Machined titanium dental implant corrosion under inflammatory and hyperglycemic conditions

Objectives: Many patients who receive endosseous dental implants are hyperglycemic secondary to diabetes or metabolic syndrome. Hyperglycemia exposes nearly all cells to chronically high levels of glucose, leading to altered cell function and inflammatory stress. The effects of hyperglycemia, altered cell function, or inflammatory mediators on implant corosion are not well studied, yet these effects are critical to implant biocompatibility and osseointegration. Therefore, in the current study, we used electrochemical techniques to test a hypothesis that cellular and electrolytic changes that accompany hyperglycemia will alter titanium-based implant corrosion. Methods: The corrosion of commercially-pure (Nobel Biocare Branemark Mark II, machined, grade 2) titanium endosseous implants was estimated (n = 3) by open circuit potentials, linear polarization resistance, electrical impedance spectroscopy (EIS), and cyclic polarization in phosphate-buffered saline (control condition), complete cell-culture medium (10% serum), and media with human THP1-monocytic cells, all with or without increased dextrose (15 mM).
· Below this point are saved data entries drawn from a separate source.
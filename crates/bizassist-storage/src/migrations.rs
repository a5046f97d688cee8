//! Database schema migrations.
//!
//! Applies the initial schema: the kv table and the schema_migrations
//! tracking table.

use rusqlite::Connection;
use tracing::info;

use bizassist_core::error::BizError;

/// Run all pending database migrations.
///
/// Currently implements the initial schema (version 1). Future migrations
/// can be added by checking the current version and applying incremental
/// changes.
pub fn run_migrations(conn: &Connection) -> Result<(), BizError> {
    conn.execute_batch(
        "CREATE TABLE IF NOT EXISTS schema_migrations (
            version     INTEGER PRIMARY KEY NOT NULL,
            name        TEXT NOT NULL,
            applied_at  INTEGER NOT NULL DEFAULT (strftime('%s', 'now'))
        );",
    )
    .map_err(|e| BizError::Storage(format!("Failed to create migrations table: {}", e)))?;

    let current_version: i64 = conn
        .query_row(
            "SELECT COALESCE(MAX(version), 0) FROM schema_migrations",
            [],
            |row| row.get(0),
        )
        .map_err(|e| BizError::Storage(format!("Failed to query migration version: {}", e)))?;

    if current_version < 1 {
        apply_v1(conn)?;
        info!("Applied migration v1: initial_schema");
    }

    Ok(())
}

/// Version 1: the kv table.
///
/// Every persisted value (transcript, profile, settings, analytics log)
/// lives here as a string keyed by a namespaced name.
fn apply_v1(conn: &Connection) -> Result<(), BizError> {
    conn.execute_batch(
        "
        CREATE TABLE IF NOT EXISTS kv (
            key         TEXT PRIMARY KEY NOT NULL,
            value       TEXT NOT NULL,
            updated_at  INTEGER NOT NULL DEFAULT (strftime('%s', 'now'))
        );

        INSERT INTO schema_migrations (version, name) VALUES (1, 'initial_schema');
        ",
    )
    .map_err(|e| BizError::Storage(format!("Failed to apply v1 schema: {}", e)))?;
    Ok(())
}

#[cfg(test)]
mod tests {
    use super::*;

    #[test]
    fn test_migrations_apply_once() {
        let conn = Connection::open_in_memory().unwrap();
        run_migrations(&conn).unwrap();
        // Second run is a no-op, not an error.
        run_migrations(&conn).unwrap();

        let version: i64 = conn
            .query_row(
                "SELECT MAX(version) FROM schema_migrations",
                [],
                |row| row.get(0),
            )
            .unwrap();
        assert_eq!(version, 1);

        let rows: i64 = conn
            .query_row("SELECT COUNT(*) FROM schema_migrations", [], |row| {
                row.get(0)
            })
            .unwrap();
        assert_eq!(rows, 1);
    }

    #[test]
    fn test_kv_table_exists() {
        let conn = Connection::open_in_memory().unwrap();
        run_migrations(&conn).unwrap();
        conn.execute(
            "INSERT INTO kv (key, value) VALUES ('probe', 'x')",
            [],
        )
        .unwrap();
    }
}
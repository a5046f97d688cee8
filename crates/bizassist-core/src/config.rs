use std::path::Path;

use serde::{Deserialize, Serialize};
use tracing::{info, warn};

use crate::error::{BizError, Result};

/// Top-level configuration for the BizAssist application.
///
/// Loaded from `~/.bizassist/config.toml` by default. Each section covers
/// one concern; unknown or missing sections fall back to defaults.
#[derive(Debug, Clone, Default, Serialize, Deserialize)]
pub struct BizConfig {
    #[serde(default)]
    pub general: GeneralConfig,
    #[serde(default)]
    pub chat: ChatConfig,
    #[serde(default)]
    pub llm: LlmConfig,
}

impl BizConfig {
    /// Load configuration from a TOML file.
    ///
    /// Returns an error if the file cannot be read or parsed.
    pub fn load(path: &Path) -> Result<Self> {
        let content = std::fs::read_to_string(path)?;
        let config: BizConfig = toml::from_str(&content)?;
        info!("Configuration loaded from {}", path.display());
        Ok(config)
    }

    /// Load configuration from a TOML file, falling back to defaults if the
    /// file does not exist or cannot be parsed.
    pub fn load_or_default(path: &Path) -> Self {
        match Self::load(path) {
            Ok(config) => config,
            Err(e) => {
                warn!(
                    "Failed to load config from {}: {}. Using defaults.",
                    path.display(),
                    e
                );
                Self::default()
            }
        }
    }

    /// Save the current configuration to a TOML file.
    pub fn save(&self, path: &Path) -> Result<()> {
        if let Some(parent) = path.parent() {
            std::fs::create_dir_all(parent)?;
        }
        let content =
            toml::to_string_pretty(self).map_err(|e| BizError::Config(e.to_string()))?;
        std::fs::write(path, content)?;
        info!("Configuration saved to {}", path.display());
        Ok(())
    }
}

/// General application settings.
#[derive(Debug, Clone, Serialize, Deserialize)]
#[serde(default)]
pub struct GeneralConfig {
    /// Data directory for the SQLite store.
    pub data_dir: String,
    /// Log level: trace, debug, info, warn, error.
    pub log_level: String,
}

impl Default for GeneralConfig {
    fn default() -> Self {
        Self {
            data_dir: "~/.bizassist/data".to_string(),
            log_level: "info".to_string(),
        }
    }
}

/// Conversation settings.
#[derive(Debug, Clone, Serialize, Deserialize)]
#[serde(default)]
pub struct ChatConfig {
    /// Default catalog language tag when none is persisted: "en" or "es".
    pub default_language: String,
    /// How many recent transcript turns accompany an AI request.
    pub ai_context_turns: usize,
}

impl Default for ChatConfig {
    fn default() -> Self {
        Self {
            default_language: "en".to_string(),
            ai_context_turns: 10,
        }
    }
}

/// Completion endpoint settings.
#[derive(Debug, Clone, Serialize, Deserialize)]
#[serde(default)]
pub struct LlmConfig {
    /// Chat-completions endpoint URL.
    pub endpoint: String,
    /// Candidate models tried in order; the first is the primary, the rest
    /// are cheaper fallbacks used only after a failed attempt.
    pub models: Vec<String>,
    /// Token cap per completion.
    pub max_tokens: u32,
    /// Sampling temperature.
    pub temperature: f32,
    /// Per-request timeout in seconds.
    pub request_timeout_secs: u64,
}

impl Default for LlmConfig {
    fn default() -> Self {
        Self {
            endpoint: "https://api.openai.com/v1/chat/completions".to_string(),
            models: vec!["gpt-4o".to_string(), "gpt-4o-mini".to_string()],
            max_tokens: 256,
            temperature: 0.7,
            request_timeout_secs: 30,
        }
    }
}

#[cfg(test)]
mod tests {
    use super::*;

    #[test]
    fn test_default_config() {
        let config = BizConfig::default();
        assert_eq!(config.general.log_level, "info");
        assert_eq!(config.chat.default_language, "en");
        assert_eq!(config.chat.ai_context_turns, 10);
        assert_eq!(config.llm.models.len(), 2);
    }

    #[test]
    fn test_load_or_default_missing_file() {
        let config = BizConfig::load_or_default(Path::new("/nonexistent/config.toml"));
        assert_eq!(config.general.log_level, "info");
    }

    #[test]
    fn test_save_and_load_roundtrip() {
        let dir = tempfile::tempdir().unwrap();
        let path = dir.path().join("config.toml");

        let mut config = BizConfig::default();
        config.chat.default_language = "es".to_string();
        config.llm.models = vec!["test-model".to_string()];
        config.save(&path).unwrap();

        let loaded = BizConfig::load(&path).unwrap();
        assert_eq!(loaded.chat.default_language, "es");
        assert_eq!(loaded.llm.models, vec!["test-model".to_string()]);
    }

    #[test]
    fn test_partial_toml_fills_defaults() {
        let config: BizConfig = toml::from_str(
            r#"
            [chat]
            ai_context_turns = 4
            "#,
        )
        .unwrap();
        assert_eq!(config.chat.ai_context_turns, 4);
        assert_eq!(config.chat.default_language, "en");
        assert_eq!(config.llm.max_tokens, 256);
    }

    #[test]
    fn test_invalid_toml_is_config_error() {
        let err = BizConfig::load(Path::new("/dev/null"));
        // /dev/null parses as empty TOML, which is a valid (default) config.
        assert!(err.is_ok());
        let parsed: std::result::Result<BizConfig, _> = toml::from_str("not = [valid");
        assert!(parsed.is_err());
    }
}
//! BizAssist application binary - composition root.
//!
//! Ties together the BizAssist crates into a terminal chat session:
//! 1. Load configuration from TOML
//! 2. Open the SQLite conversation store
//! 3. Build the completion delegate for AI assist
//! 4. Run the stdin REPL against the conversation engine

mod cli;
mod render;

use std::path::PathBuf;
use std::sync::Arc;

use clap::Parser;
use tokio::io::{AsyncBufReadExt, BufReader};

use bizassist_chat::ChatEngine;
use bizassist_core::config::BizConfig;
use bizassist_core::types::{Intent, Language};
use bizassist_llm::client::HttpCompletionClient;
use bizassist_storage::{keys, Database, KvStore};

use crate::cli::CliArgs;
use crate::render::ConsoleSink;

/// Expand ~ to home directory in a path string.
fn resolve_data_dir(data_dir: &str) -> PathBuf {
    if data_dir.starts_with("~/") || data_dir.starts_with("~\\") {
        #[cfg(target_os = "windows")]
        let home = std::env::var("USERPROFILE").unwrap_or_else(|_| ".".to_string());
        #[cfg(not(target_os = "windows"))]
        let home = std::env::var("HOME").unwrap_or_else(|_| ".".to_string());
        PathBuf::from(home).join(&data_dir[2..])
    } else {
        PathBuf::from(data_dir)
    }
}

fn print_help() {
    println!("Commands:");
    println!("  /clear        wipe the conversation and start over");
    println!("  /lang en|es   switch language");
    println!("  /ai           toggle AI assist");
    println!("  /key <key>    store the AI assist API key");
    println!("  /quit         exit");
    println!("Quick actions:");
    println!("  /browse /track /agent /ticket /assist /lead /qualify /schedule");
    println!("  /hours /location /contact /pricing /compare /returns /payments");
    println!("  /marketing /finance /hr /startup");
    println!("Anything else is sent to the assistant.");
}

/// Map a slash command onto the same intent surface as a clicked chip.
fn chip_intent(command: &str) -> Option<Intent> {
    let intent = match command {
        "/hours" => Intent::Hours,
        "/location" => Intent::Location,
        "/contact" => Intent::Contact,
        "/pricing" => Intent::Pricing,
        "/compare" => Intent::Compare,
        "/returns" => Intent::Returns,
        "/payments" => Intent::Payments,
        "/ticket" => Intent::Ticket,
        "/track" => Intent::Track,
        "/assist" => Intent::Assist,
        "/lead" => Intent::Lead,
        "/qualify" => Intent::Qualify,
        "/schedule" => Intent::Schedule,
        "/browse" => Intent::Browse,
        "/agent" => Intent::Agent,
        "/marketing" => Intent::Marketing,
        "/finance" => Intent::Finance,
        "/hr" => Intent::Hr,
        "/startup" => Intent::Startup,
        _ => return None,
    };
    Some(intent)
}

#[tokio::main]
async fn main() -> Result<(), Box<dyn std::error::Error>> {
    let args = CliArgs::parse();

    // Config.
    let config_file = args.resolve_config_path();
    let config = BizConfig::load_or_default(&config_file);

    // Tracing. Priority: --log-level > RUST_LOG > config file value.
    let log_level = args
        .resolve_log_level()
        .unwrap_or_else(|| config.general.log_level.clone());
    tracing_subscriber::fmt()
        .with_env_filter(
            tracing_subscriber::EnvFilter::try_from_default_env()
                .unwrap_or_else(|_| tracing_subscriber::EnvFilter::new(log_level)),
        )
        .init();

    tracing::info!("Starting BizAssist v{}", env!("CARGO_PKG_VERSION"));
    tracing::info!(path = %config_file.display(), "Configuration loaded");

    // Storage.
    let data_dir = resolve_data_dir(
        &args
            .resolve_data_dir()
            .unwrap_or_else(|| config.general.data_dir.clone()),
    );
    if let Err(e) = std::fs::create_dir_all(&data_dir) {
        tracing::error!(path = %data_dir.display(), error = %e, "Failed to create data directory");
        return Err(e.into());
    }
    let db_path = data_dir.join("bizassist.db");
    let db = Database::new(&db_path)?;
    tracing::info!(path = %db_path.display(), "SQLite conversation store opened");

    let kv = KvStore::new(Arc::new(db));

    // Seed the configured default language for a first-ever session.
    if kv.get_raw(keys::LANGUAGE)?.is_none() {
        let lang = Language::from_tag(&config.chat.default_language);
        kv.set_raw(keys::LANGUAGE, lang.tag())?;
    }

    // Completion delegate for AI assist. Always constructed; the engine
    // only consults it when AI assist is enabled and keyed.
    let delegate = Arc::new(HttpCompletionClient::new(&config.llm));

    let mut engine = ChatEngine::new(
        kv,
        Box::new(ConsoleSink),
        Some(delegate),
        config.chat.ai_context_turns,
    )?;
    engine.start()?;

    println!("(type /help for commands)");

    // === REPL ===

    let mut lines = BufReader::new(tokio::io::stdin()).lines();
    while let Some(line) = lines.next_line().await? {
        let trimmed = line.trim();
        match trimmed {
            "/quit" | "/exit" => break,
            "/help" => print_help(),
            "/clear" => engine.clear()?,
            "/ai" => {
                engine.toggle_ai()?;
            }
            _ if trimmed.starts_with("/lang") => {
                let tag = trimmed.trim_start_matches("/lang").trim();
                engine.switch_language(Language::from_tag(tag))?;
            }
            _ if trimmed.starts_with("/key") => {
                let mut key = trimmed.trim_start_matches("/key").trim().to_string();
                if key.is_empty() {
                    // Prompt for the credential on its own line.
                    println!("Enter API key:");
                    key = lines.next_line().await?.unwrap_or_default();
                }
                engine.set_api_key(&key)?;
            }
            _ => {
                if let Some(intent) = chip_intent(trimmed) {
                    engine.trigger(intent)?;
                } else {
                    engine.submit(trimmed).await?;
                }
            }
        }
    }

    tracing::info!("Session ended");
    Ok(())
}
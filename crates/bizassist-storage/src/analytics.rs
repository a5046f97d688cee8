//! Append-only analytics log.
//!
//! Events are a pure side effect: recorded for future export, never read
//! back by any decision logic. A storage failure is logged and swallowed.

use chrono::Utc;
use tracing::warn;

use bizassist_core::types::AnalyticsEvent;

use crate::kv::{keys, KvStore};

/// Fire-and-forget event recorder backed by the kv store.
#[derive(Debug, Clone)]
pub struct AnalyticsLog {
    kv: KvStore,
}

impl AnalyticsLog {
    pub fn new(kv: KvStore) -> Self {
        Self { kv }
    }

    /// Append one event to the persisted log.
    pub fn record(&self, event_name: &str) {
        let event = AnalyticsEvent {
            event_name: event_name.to_string(),
            timestamp_ms: Utc::now().timestamp_millis(),
        };
        if let Err(e) = self.append(event) {
            warn!("Failed to record analytics event {}: {}", event_name, e);
        }
    }

    fn append(&self, event: AnalyticsEvent) -> Result<(), bizassist_core::BizError> {
        let mut log: Vec<AnalyticsEvent> = self.kv.get_json(keys::ANALYTICS, Vec::new())?;
        log.push(event);
        self.kv.set_json(keys::ANALYTICS, &log)
    }

    /// Snapshot of all recorded events (used by tests and future export).
    pub fn all(&self) -> Result<Vec<AnalyticsEvent>, bizassist_core::BizError> {
        self.kv.get_json(keys::ANALYTICS, Vec::new())
    }
}

#[cfg(test)]
mod tests {
    use super::*;
    use crate::db::Database;
    use std::sync::Arc;

    fn log() -> AnalyticsLog {
        AnalyticsLog::new(KvStore::new(Arc::new(Database::in_memory().unwrap())))
    }

    #[test]
    fn test_record_appends() {
        let log = log();
        log.record("ticket_created");
        log.record("order_tracked");

        let events = log.all().unwrap();
        assert_eq!(events.len(), 2);
        assert_eq!(events[0].event_name, "ticket_created");
        assert_eq!(events[1].event_name, "order_tracked");
    }

    #[test]
    fn test_record_preserves_prior_entries() {
        let log = log();
        for i in 0..5 {
            log.record(&format!("event_{}", i));
        }
        let events = log.all().unwrap();
        assert_eq!(events.len(), 5);
        assert_eq!(events[0].event_name, "event_0");
        assert_eq!(events[4].event_name, "event_4");
    }

    #[test]
    fn test_timestamps_are_millis() {
        let log = log();
        log.record("probe");
        let events = log.all().unwrap();
        let now = Utc::now().timestamp_millis();
        assert!((now - events[0].timestamp_ms).abs() < 5_000);
    }

    #[test]
    fn test_empty_log_reads_empty() {
        let log = log();
        assert!(log.all().unwrap().is_empty());
    }

    #[test]
    fn test_corrupt_log_restarts_from_fallback() {
        let db = Arc::new(Database::in_memory().unwrap());
        let kv = KvStore::new(db);
        kv.set_raw(keys::ANALYTICS, "not json").unwrap();

        let log = AnalyticsLog::new(kv);
        log.record("after_corruption");
        let events = log.all().unwrap();
        assert_eq!(events.len(), 1);
        assert_eq!(events[0].event_name, "after_corruption");
    }
}
//! String-keyed value store over the kv table.
//!
//! Settings (language tag, AI flag, API key) are stored raw; structured
//! values (transcript, profile, analytics log) are stored as JSON.
//! Corrupt JSON is recovered by substituting the supplied fallback and is
//! never surfaced to the caller as an error.

use std::sync::Arc;

use rusqlite::OptionalExtension;
use serde::de::DeserializeOwned;
use serde::Serialize;
use tracing::warn;

use bizassist_core::error::BizError;

use crate::db::Database;

/// Persisted key names, all under the `bizassist_` namespace.
pub mod keys {
    pub const CONVERSATION: &str = "bizassist_conversation";
    pub const PROFILE: &str = "bizassist_profile";
    pub const LANGUAGE: &str = "bizassist_language";
    pub const AI_ENABLED: &str = "bizassist_ai_enabled";
    pub const API_KEY: &str = "bizassist_api_key";
    pub const ANALYTICS: &str = "bizassist_analytics";
}

/// Synchronous key-value store with unbounded retention.
#[derive(Debug, Clone)]
pub struct KvStore {
    db: Arc<Database>,
}

impl KvStore {
    pub fn new(db: Arc<Database>) -> Self {
        Self { db }
    }

    /// Read a raw string value.
    pub fn get_raw(&self, key: &str) -> Result<Option<String>, BizError> {
        self.db.with_conn(|conn| {
            conn.query_row(
                "SELECT value FROM kv WHERE key = ?1",
                rusqlite::params![key],
                |row| row.get(0),
            )
            .optional()
            .map_err(|e| BizError::Storage(format!("Failed to read key {}: {}", key, e)))
        })
    }

    /// Write a raw string value (upsert).
    pub fn set_raw(&self, key: &str, value: &str) -> Result<(), BizError> {
        self.db.with_conn(|conn| {
            conn.execute(
                "INSERT INTO kv (key, value, updated_at)
                 VALUES (?1, ?2, strftime('%s', 'now'))
                 ON CONFLICT(key) DO UPDATE
                 SET value = excluded.value, updated_at = excluded.updated_at",
                rusqlite::params![key, value],
            )
            .map_err(|e| BizError::Storage(format!("Failed to write key {}: {}", key, e)))?;
            Ok(())
        })
    }

    /// Remove a key. Removing an absent key is not an error.
    pub fn remove(&self, key: &str) -> Result<(), BizError> {
        self.db.with_conn(|conn| {
            conn.execute("DELETE FROM kv WHERE key = ?1", rusqlite::params![key])
                .map_err(|e| BizError::Storage(format!("Failed to remove key {}: {}", key, e)))?;
            Ok(())
        })
    }

    /// Read a JSON value, substituting `fallback` when the key is absent
    /// or holds corrupt JSON.
    pub fn get_json<T: DeserializeOwned>(&self, key: &str, fallback: T) -> Result<T, BizError> {
        match self.get_raw(key)? {
            None => Ok(fallback),
            Some(raw) => match serde_json::from_str(&raw) {
                Ok(value) => Ok(value),
                Err(e) => {
                    warn!("Corrupt JSON under key {}: {}. Using fallback.", key, e);
                    Ok(fallback)
                }
            },
        }
    }

    /// Write a value as JSON.
    pub fn set_json<T: Serialize>(&self, key: &str, value: &T) -> Result<(), BizError> {
        let raw = serde_json::to_string(value)?;
        self.set_raw(key, &raw)
    }
}
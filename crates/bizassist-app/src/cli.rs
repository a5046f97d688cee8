//! CLI argument definitions for the BizAssist application.
//!
//! Uses `clap` with derive macros for ergonomic argument parsing.
//! Priority resolution: CLI args > env vars > config file > defaults.

use clap::Parser;
use std::path::PathBuf;

/// BizAssist — a business-support chat assistant for your terminal.
#[derive(Parser, Debug)]
#[command(name = "bizassist", version, about)]
pub struct CliArgs {
    /// Path to the configuration file.
    #[arg(short = 'c', long = "config")]
    pub config: Option<PathBuf>,

    /// Data directory for the SQLite conversation store.
    #[arg(short = 'd', long = "data-dir")]
    pub data_dir: Option<PathBuf>,

    /// Log level (trace, debug, info, warn, error).
    #[arg(short = 'l', long = "log-level")]
    pub log_level: Option<String>,
}

impl CliArgs {
    /// Resolve the configuration file path.
    ///
    /// Priority: --config flag > BIZASSIST_CONFIG env var > ~/.bizassist/config.toml.
    pub fn resolve_config_path(&self) -> PathBuf {
        if let Some(ref p) = self.config {
            return p.clone();
        }
        if let Ok(p) = std::env::var("BIZASSIST_CONFIG") {
            return PathBuf::from(p);
        }
        default_config_path()
    }

    /// Resolve the data directory.
    ///
    /// Priority: --data-dir flag > config file value.
    /// Returns `None` if not overridden (use config default).
    pub fn resolve_data_dir(&self) -> Option<String> {
        self.data_dir
            .as_ref()
            .map(|p| p.to_string_lossy().to_string())
    }

    /// Resolve the log level.
    ///
    /// Priority: --log-level flag > config file value.
    pub fn resolve_log_level(&self) -> Option<String> {
        self.log_level.clone()
    }
}

/// Default config file path for the current platform.
fn default_config_path() -> PathBuf {
    #[cfg(target_os = "windows")]
    if let Ok(home) = std::env::var("USERPROFILE") {
        return PathBuf::from(home).join(".bizassist").join("config.toml");
    }
    #[cfg(not(target_os = "windows"))]
    if let Ok(home) = std::env::var("HOME") {
        return PathBuf::from(home).join(".bizassist").join("config.toml");
    }
    PathBuf::from("config.toml")
}
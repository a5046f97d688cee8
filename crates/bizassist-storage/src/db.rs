//! Database connection management.
//!
//! Wraps a single rusqlite Connection in a Mutex for thread-safe access.
//! Configures WAL mode and recommended PRAGMAs on initialization.

use std::path::Path;
use std::sync::Mutex;

use rusqlite::Connection;
use tracing::info;

use bizassist_core::error::BizError;

use crate::migrations;

/// Thread-safe SQLite database wrapper.
///
/// Uses WAL mode for concurrent read/write safety. The connection is
/// wrapped in a Mutex since rusqlite Connection is not Sync.
pub struct Database {
    conn: Mutex<Connection>,
}

impl Database {
    /// Open (or create) a database at the given path.
    ///
    /// Configures WAL mode, synchronous=NORMAL, and runs all pending
    /// migrations.
    pub fn new(path: &Path) -> Result<Self, BizError> {
        if let Some(parent) = path.parent() {
            std::fs::create_dir_all(parent)?;
        }

        let conn = Connection::open(path)
            .map_err(|e| BizError::Storage(format!("Failed to open database: {}", e)))?;

        conn.execute_batch(
            "PRAGMA journal_mode = WAL;
             PRAGMA synchronous = NORMAL;
             PRAGMA foreign_keys = ON;",
        )
        .map_err(|e| BizError::Storage(format!("Failed to set pragmas: {}", e)))?;

        info!("Database opened at {}", path.display());

        let db = Self {
            conn: Mutex::new(conn),
        };

        db.with_conn(migrations::run_migrations)?;

        Ok(db)
    }

    /// Open an in-memory database (for testing).
    pub fn in_memory() -> Result<Self, BizError> {
        let conn = Connection::open_in_memory()
            .map_err(|e| BizError::Storage(format!("Failed to open in-memory db: {}", e)))?;

        conn.execute_batch(
            "PRAGMA journal_mode = WAL;
             PRAGMA synchronous = NORMAL;
             PRAGMA foreign_keys = ON;",
        )
        .map_err(|e| BizError::Storage(format!("Failed to set pragmas: {}", e)))?;

        let db = Self {
            conn: Mutex::new(conn),
        };

        db.with_conn(migrations::run_migrations)?;

        Ok(db)
    }

    /// Execute a closure with a reference to the underlying connection.
    ///
    /// This is the primary way to interact with the database. The mutex
    /// is held for the duration of the closure.
    pub fn with_conn<F, T>(&self, f: F) -> Result<T, BizError>
    where
        F: FnOnce(&Connection) -> Result<T, BizError>,
    {
        let conn = self
            .conn
            .lock()
            .map_err(|e| BizError::Storage(format!("Database lock poisoned: {}", e)))?;
        f(&conn)
    }
}

impl std::fmt::Debug for Database {
    fn fmt(&self, f: &mut std::fmt::Formatter<'_>) -> std::fmt::Result {
        f.debug_struct("Database").finish()
    }
}
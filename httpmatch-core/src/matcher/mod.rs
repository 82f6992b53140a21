// Copyright 2024 Wladimir Palant
//
// Licensed under the Apache License, Version 2.0 (the "License");
// you may not use this file except in compliance with the License.
// You may obtain a copy of the License at
//
// http://www.apache.org/licenses/LICENSE-2.0
//
// Unless required by applicable law or agreed to in writing, software
// distributed under the License is distributed on an "AS IS" BASIS,
// WITHOUT WARRANTIES OR CONDITIONS OF ANY KIND, either express or implied.
// See the License for the specific language governing permissions and
// limitations under the License.

//! The matcher type system: a single trait implemented by every leaf and composite matcher, plus
//! one module per matcher kind.

pub mod composite;
pub mod header;
pub mod host;
pub mod path;
pub mod query;
pub mod regexp;

use crate::error::{ConfigError, MatchError};
use httpmatch_utils::RequestContext;
use std::fmt;

/// Predicate over an HTTP request, evaluated as part of a route's `MatcherSet`/`MatcherSetList`.
///
/// `matches` is deliberately synchronous: no matcher may block or await, even though the
/// surrounding Pingora request-filter phase is async. This is enforced at the type level rather
/// than by convention.
pub trait Matcher: Send + Sync + fmt::Debug {
    /// Compiles patterns and resolves config-time-constant placeholders. Called once after
    /// construction, before `validate`.
    fn provision(&mut self) -> Result<(), ConfigError> {
        Ok(())
    }

    /// Sanity-checks post-provision invariants. Called once, after `provision`.
    fn validate(&self) -> Result<(), ConfigError> {
        Ok(())
    }

    /// Evaluates the matcher against `ctx`. Runs on every matching request.
    fn matches(&self, ctx: &RequestContext) -> Result<bool, MatchError>;

    /// Releases any resources held by the matcher. Called at server shutdown; default no-op.
    fn cleanup(&mut self) {}
}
In selected samples, THP1 were activated for 2 h with lipopolysaccharide prior to implant exposure, and IL-1ß secretion was measured to determine if implants triggered IL-1ß secretion from monocytes. Results: Implants under conditions of inflammatory stress exhibited more negative (145 to 190 mV lower, p< 0.05)-Ecorr values, suggesting an increased risk of corrosion. Linear polarization detected significantly higher rates of corrosion when dextrose concentrations were elevated (2.3-2.7 fold, p< 0.05). EIS measurements suggested that implants were passivated, which may have limited corrosion rates over the short-term of this test. This latter result was supported by cyclic polarization tests. IL-1ß secretion was not altered by implant exposure. Conclusions: Our results suggest that inflammatory stress and hyperglycemia increase the corrosion of dental endosseous titanium-based implants, but that longer, more aggressive electrochemical conditions may be necessary to fully assess these effects.